Saved data entries
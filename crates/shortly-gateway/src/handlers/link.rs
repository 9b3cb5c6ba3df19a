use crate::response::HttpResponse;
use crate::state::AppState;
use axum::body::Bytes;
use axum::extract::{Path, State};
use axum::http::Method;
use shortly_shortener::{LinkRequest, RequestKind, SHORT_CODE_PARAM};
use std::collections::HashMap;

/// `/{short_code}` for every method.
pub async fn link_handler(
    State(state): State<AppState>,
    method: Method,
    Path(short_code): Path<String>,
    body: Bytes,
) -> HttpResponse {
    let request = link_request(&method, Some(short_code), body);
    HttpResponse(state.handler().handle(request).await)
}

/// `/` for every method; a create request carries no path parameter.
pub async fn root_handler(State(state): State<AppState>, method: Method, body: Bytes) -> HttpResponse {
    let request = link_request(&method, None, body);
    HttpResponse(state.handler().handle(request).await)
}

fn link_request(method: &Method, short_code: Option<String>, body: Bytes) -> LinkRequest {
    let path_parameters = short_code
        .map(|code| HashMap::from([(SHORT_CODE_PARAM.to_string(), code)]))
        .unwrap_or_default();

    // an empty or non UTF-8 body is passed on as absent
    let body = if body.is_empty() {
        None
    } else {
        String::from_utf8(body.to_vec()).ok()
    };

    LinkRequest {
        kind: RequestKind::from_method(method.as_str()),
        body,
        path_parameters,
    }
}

◆ TASK STATEMENT: Nothing but the lines from the one with "use crate::response::HttpResponse;" to the last line of the data should appear in the answer, each exactly as it stands.

◆ TASK SOLUTION:
use crate::response::HttpResponse;
use crate::state::AppState;
use axum::body::Bytes;
use axum::extract::{Path, State};
use axum::http::Method;
use shortly_shortener::{LinkRequest, RequestKind, SHORT_CODE_PARAM};
use std::collections::HashMap;

/// `/{short_code}` for every method.
pub async fn link_handler(
    State(state): State<AppState>,
    method: Method,
    Path(short_code): Path<String>,
    body: Bytes,
) -> HttpResponse {
    let request = link_request(&method, Some(short_code), body);
    HttpResponse(state.handler().handle(request).await)
}

/// `/` for every method; a create request carries no path parameter.
pub async fn root_handler(State(state): State<AppState>, method: Method, body: Bytes) -> HttpResponse {
    let request = link_request(&method, None, body);
    HttpResponse(state.handler().handle(request).await)
}

fn link_request(method: &Method, short_code: Option<String>, body: Bytes) -> LinkRequest {
    let path_parameters = short_code
        .map(|code| HashMap::from([(SHORT_CODE_PARAM.to_string(), code)]))
        .unwrap_or_default();

    // an empty or non UTF-8 body is passed on as absent
    let body = if body.is_empty() {
        None
    } else {
        String::from_utf8(body.to_vec()).ok()
    };

    LinkRequest {
        kind: RequestKind::from_method(method.as_str()),
        body,
        path_parameters,
    }
}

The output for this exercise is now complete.